The American Letter No. 14: Beaufort Down Under
features@beaufortgazette.com
En route to the Lyon train station, Peter Humphries told me about his hometown of Beaufort, Victoria, Australia.
The town had suffered through a drought for more months than anyone cared to remember, so Peter had been refreshed by the brief rains in Beaufort Isere.
It had been a delight to hear his Australian accent over the past three days, as well as to sing the words of "Waltzing Matilda" to every song late in the evening of the dance party. Though alcohol flowed freely, everyone was mindful of the big gendarme station next to the Beaurepaire community hall.
Peter spoke of a seemingly "coals to Newcastle" situation in his homeland.
Saudis were actually importing camels from Down Under because of the pure breeding strain of animals first bred in South Australian stud farms in 1866.
The Camelfarm.com website said that these homegrown camels were superior to those imported earlier from India and Pakistan. They were essential to many kinds of work in the "Dry Lands": telegraph construction, water pipe hauling, and the transportation of goods to inland towns, mining camps, sheep and cattle stations, and communities of Aborigines.
According to the Australian government's online document, "Feral Camels," estimates of wild camels in the country range from 500,000 to 1 million. Their main economic drawback is to damaged fences and as a "reservoir" for infecting livestock with tuberculosis and brucellosis. The herds are concentrated in the west, although many feral camels are found in central Australia.
Although Beaufort, Victoria, lies far eastward of the herds of wild camels, visitors will find kangaroos, parrots and parakeets. The Sydney Morning Herald titled its travel article of Feb. 8, 2004, "Beaufort (and Buangor): Historic Gold Town Now a Modest Service Centre."
Gold rushes hit the area in 1852 and 1854, with over 10,000 prospectors at the peak of the mining.Long before the onrush of prospectors and speculators, the area had been the home of the Jajowarrung aborigines, who called it "Peerick." Squatters followed the first European settler, Thomas Mitchell, in 1838. With the Fiery Creek gold rush of 1854, four settlements shot up around the diggings. In 1858, allotments went up for sale in the new town of Beaufort a year after surveying. Beaufort's Catholics built a church in the early 1860s, and in 1864 a primary school and town council were established.
By this time, alluvial (river bed) gold mining was panning out, whereas mining for reef (hard-rock vein) lodes would last until 1914. Former miners took up grazing, a successful enterprise since 1848, and agriculture. Beaufort had a flour mill in 1865, and trains began to stop at the town in 1874.

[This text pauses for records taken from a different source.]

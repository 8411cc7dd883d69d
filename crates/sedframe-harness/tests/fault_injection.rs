//! Fault-injection scenarios: the debug layer interposed on live traffic.

use std::{sync::Arc, time::Duration};

use sedframe_core::{
    Credential, FaultBuilder, FaultPoint, SedDevice, SedError, Session, SessionState,
    TestContext, TestSession,
    debug::{config_key, counter, workaround},
    discovery,
    transport::SharedTransport,
};
use sedframe_harness::{DiscoveryFixture, FakeTper, FakeTperConfig};
use sedframe_proto::{
    MethodStatus, ProtocolError, SscKind,
    uid::{cpin, sp},
};

mod common;

fn rig() -> (Arc<FakeTper>, SharedTransport, Arc<TestContext>) {
    common::init_logging();
    let tper = Arc::new(FakeTper::opal20());
    let transport: SharedTransport = tper.clone();
    let ctx = Arc::new(TestContext::new());
    ctx.enable();
    (tper, transport, ctx)
}

/// S3: SP_BUSY injected three times at AfterRecvMethod; with the retry
/// workaround the call succeeds on the fourth send.
#[test]
fn sp_busy_retry_succeeds_after_injections() {
    let (_tper, transport, ctx) = rig();

    let mut session = Session::with_context(Arc::clone(&transport), 0x07FE, Arc::clone(&ctx));
    session.start(sp::ADMIN, false).unwrap();

    let mut ts = TestSession::with_context("sp_busy_retry", Arc::clone(&ctx));
    ts.fault(
        FaultBuilder::new("busy_3x")
            .at(FaultPoint::AfterRecvMethod)
            .return_error(SedError::MethodStatus(MethodStatus::SpBusy))
            .times(3),
    )
    .unwrap();
    ts.workaround(workaround::RETRY_ON_SP_BUSY);
    ts.global_config(config_key::MAX_RETRIES, 5i64);

    let msid =
        sedframe_core::SscAdapter::Opal20.get_cpin(&mut session, cpin::MSID).unwrap();
    assert!(!msid.is_empty());
    assert_eq!(ts.counter(counter::TRANSPORT_SEND), 4, "one initial send plus three retries");
    assert_eq!(ts.counter(counter::METHOD_RETRY), 3);
    assert_eq!(ctx.fault_fired("busy_3x"), Some(3));

    session.close().unwrap();
}

#[test]
fn sp_busy_surfaces_when_retry_budget_runs_out() {
    let (_tper, transport, ctx) = rig();

    let mut session = Session::with_context(Arc::clone(&transport), 0x07FE, Arc::clone(&ctx));
    session.start(sp::ADMIN, false).unwrap();

    let mut ts = TestSession::with_context("budget", Arc::clone(&ctx));
    ts.fault(
        FaultBuilder::new("busy_forever")
            .at(FaultPoint::AfterRecvMethod)
            .return_error(SedError::MethodStatus(MethodStatus::SpBusy))
            .always(),
    )
    .unwrap();
    ts.workaround(workaround::RETRY_ON_SP_BUSY);
    ts.global_config(config_key::MAX_RETRIES, 2i64);

    let err = sedframe_core::SscAdapter::Opal20
        .get_cpin(&mut session, cpin::MSID)
        .unwrap_err();
    assert_eq!(err, SedError::MethodStatus(MethodStatus::SpBusy));
    assert!(err.is_transient());
    assert_eq!(ts.counter(counter::TRANSPORT_SEND), 3, "initial send plus two retries");
}

/// S4: a corrupted SyncSession response fails the start and leaves the
/// session Closed.
#[test]
fn corrupt_sync_session_closes_session() {
    let (_tper, transport, ctx) = rig();

    let ts = TestSession::with_context("corrupt_recv", Arc::clone(&ctx));
    // Offset 56 is the first token byte: header sizes 20 + 24 + 12
    ts.fault(
        FaultBuilder::new("corrupt_sync")
            .at(FaultPoint::AfterIfRecv)
            .corrupt(56, 0xFF)
            .once(),
    )
    .unwrap();

    let mut session = Session::with_context(Arc::clone(&transport), 0x07FE, Arc::clone(&ctx));
    let err = session.start(sp::ADMIN, false).unwrap_err();
    assert!(
        matches!(
            err,
            SedError::MethodMalformed { .. }
                | SedError::Protocol(ProtocolError::TokenInvalidEncoding { .. })
        ),
        "unexpected error kind: {err:?}"
    );
    assert_eq!(session.state(), SessionState::Closed);
    assert_eq!(ctx.fault_fired("corrupt_sync"), Some(1));
}

/// P6 end to end: a `.times(2)` fault fires on exactly two rounds.
#[test]
fn fault_budget_is_exhausted_in_flight() {
    let (_tper, transport, ctx) = rig();

    let mut session = Session::with_context(Arc::clone(&transport), 0x07FE, Arc::clone(&ctx));
    session.start(sp::ADMIN, false).unwrap();

    let ts = TestSession::with_context("exhaustion", Arc::clone(&ctx));
    ts.fault(FaultBuilder::new("flaky").at(FaultPoint::BeforeIfSend).fail().times(2)).unwrap();

    let adapter = sedframe_core::SscAdapter::Opal20;
    for _ in 0..2 {
        let err = adapter.get_cpin(&mut session, cpin::MSID).unwrap_err();
        assert_eq!(err, SedError::FaultInjected { name: "flaky".into() });
    }
    adapter.get_cpin(&mut session, cpin::MSID).unwrap();
    assert_eq!(ctx.fault_fired("flaky"), Some(2));
}

/// P7: a disabled context with armed faults behaves as if none were armed.
#[test]
fn disabled_context_injects_nothing() {
    common::init_logging();
    let tper = Arc::new(FakeTper::opal20());
    let transport: SharedTransport = tper.clone();
    let ctx = Arc::new(TestContext::new());

    ctx.arm(FaultBuilder::new("armed").at(FaultPoint::BeforeIfSend).fail().always()).unwrap();
    ctx.disable();

    let device = SedDevice::with_context(transport, Arc::clone(&ctx)).unwrap();
    let new_sid = Credential::from_bytes(b"owner".to_vec());
    device.take_ownership(&new_sid).unwrap();
    assert_eq!(tper.sid_pin().unwrap(), b"owner".to_vec());
    assert_eq!(ctx.fault_fired("armed"), Some(0));
}

#[test]
fn replaced_discovery_changes_reported_ssc() {
    let (_tper, transport, ctx) = rig();

    let fake = DiscoveryFixture {
        ssc: SscKind::Pyrite20,
        base_com_id: 0x0001,
        ..DiscoveryFixture::default()
    }
    .build();

    let ts = TestSession::with_context("fake_discovery", Arc::clone(&ctx));
    ts.fault(
        FaultBuilder::new("fake_disc")
            .at(FaultPoint::AfterDiscovery)
            .replace_with(fake)
            .once(),
    )
    .unwrap();

    let info = discovery::discovery0_with(transport.as_ref(), &ctx).unwrap();
    assert_eq!(info.primary_ssc, SscKind::Pyrite20, "injected blob wins");

    let again = discovery::discovery0_with(transport.as_ref(), &ctx).unwrap();
    assert_eq!(again.primary_ssc, SscKind::Opal20, "fault was single-shot");
}

#[test]
fn injected_serial_overrides_drive() {
    let (_tper, transport, ctx) = rig();
    ctx.set_global_config(config_key::INJECT_SERIAL, "FAKE_SN_12345".into());

    let info = discovery::discovery0_with(transport.as_ref(), &ctx).unwrap();
    assert_eq!(info.serial.as_deref(), Some("FAKE_SN_12345"));
}

#[test]
fn callback_fault_observes_every_send() {
    let (_tper, transport, ctx) = rig();
    let sends = Arc::new(std::sync::atomic::AtomicUsize::new(0));

    let ts = TestSession::with_context("observe_sends", Arc::clone(&ctx));
    let seen = Arc::clone(&sends);
    ts.fault(
        FaultBuilder::new("log_every_send")
            .at(FaultPoint::BeforeIfSend)
            .callback(move |payload| {
                assert!(!payload.is_empty());
                seen.fetch_add(1, std::sync::atomic::Ordering::SeqCst);
                Ok(())
            })
            .always(),
    )
    .unwrap();

    let mut session = Session::with_context(Arc::clone(&transport), 0x07FE, Arc::clone(&ctx));
    session.start(sp::ADMIN, false).unwrap();
    session.close().unwrap();

    let observed = sends.load(std::sync::atomic::Ordering::SeqCst);
    assert_eq!(observed as u64, ctx.counter(counter::TRANSPORT_SEND));
    assert!(observed >= 2, "start and close both send");
}

/// Outstanding-data responses make the engine poll until the payload
/// arrives.
#[test]
fn polling_rides_out_stalled_responses() {
    common::init_logging();
    let config = FakeTperConfig { stall_recvs: 2, ..FakeTperConfig::default() };
    let tper = Arc::new(FakeTper::new(config));
    let transport: SharedTransport = tper.clone();
    let ctx = Arc::new(TestContext::new());
    ctx.enable();

    let ts = TestSession::with_context("stall", Arc::clone(&ctx));
    let mut session = Session::with_context(Arc::clone(&transport), 0x07FE, Arc::clone(&ctx));
    session.start(sp::ADMIN, false).unwrap();

    assert_eq!(ts.counter(counter::TRANSPORT_SEND), 1);
    assert_eq!(ts.counter(counter::TRANSPORT_RECV), 3, "two stalls plus the real response");
    session.close().unwrap();
}

#[test]
fn persistent_stall_times_out_within_deadline() {
    common::init_logging();
    let config = FakeTperConfig { stall_recvs: u32::MAX, ..FakeTperConfig::default() };
    let tper = Arc::new(FakeTper::new(config));
    let transport: SharedTransport = tper.clone();

    let mut session =
        Session::with_context(transport, 0x07FE, Arc::new(TestContext::new()));
    session.set_timeout(Duration::from_millis(120));

    let err = session.start(sp::ADMIN, false).unwrap_err();
    assert!(matches!(err, SedError::Timeout { .. }));
    assert!(err.is_transient());
    assert_eq!(session.state(), SessionState::Closed);
}

#[test]
fn trace_records_fired_faults() {
    let (_tper, transport, ctx) = rig();

    let mut ts = TestSession::with_context("tracing", Arc::clone(&ctx));
    ts.retain_trace();
    ts.fault(
        FaultBuilder::new("mark_recv").at(FaultPoint::AfterIfRecv).corrupt(0, 0x00).always(),
    )
    .unwrap();

    let mut session = Session::with_context(Arc::clone(&transport), 0x07FE, Arc::clone(&ctx));
    session.start(sp::ADMIN, false).unwrap();
    session.close().unwrap();

    let trace = ts.trace();
    assert!(!trace.is_empty());
    assert!(trace.iter().all(|e| e.tag == "after_if_recv" && e.detail == "mark_recv"));
    assert!(trace.iter().all(|e| e.outcome.is_none()), "corrupt is a pass-through action");
}

#[test]
fn extended_timeout_workaround_is_read_from_config() {
    let (_tper, transport, ctx) = rig();

    let mut ts = TestSession::with_context("slow_enterprise", Arc::clone(&ctx));
    ts.global_config(config_key::TIMEOUT_EXTEND_MS, 120_000u64);
    ts.workaround(workaround::EXTEND_TIMEOUT);
    assert_eq!(ctx.config_u64(config_key::TIMEOUT_EXTEND_MS, None), Some(120_000));

    // The stalled drive would normally blow a tight deadline; the extended
    // timeout keeps the poll loop alive. Keep the stall short so the test
    // stays fast.
    let config = FakeTperConfig { stall_recvs: 3, ..FakeTperConfig::default() };
    let tper = Arc::new(FakeTper::new(config));
    let transport2: SharedTransport = tper.clone();
    let mut session = Session::with_context(transport2, 0x07FE, Arc::clone(&ctx));
    session.set_timeout(Duration::from_millis(1));
    session.start(sp::ADMIN, false).unwrap();
    session.close().unwrap();
    drop(transport);
}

"The town was allegedly named after Rear Admiral Francis Beaufort," reported the Herald, "who devised the Beaufort scale for measuring wind velocity. However, other sources suggest the source is a village in Monmouthshire, Wales." Beaufort is 1,270 feet above sea level and 98 miles northwest of Melbourne.
Nowadays, Beaufort is a service center for an area known for wool, mutton, beef, cereal farming, forestry, quarrying and mining. In town, there is a timber treatment plant. The band rotunda with its four-faced clock is a local landmark.
Beaufort also is the alleged home of the notorious Vegemite, described by Whatscookingamerica.net as "one of several yeast extract spreads sold in Australia." It's thick like peanut butter, it's very salty, and it tastes like -- well, let's just say that it is an acquired taste!
"It is said that Australians are known to travel all over the world with at least one small jar of Vegemite in their luggage, for fear that they will not be able to find it."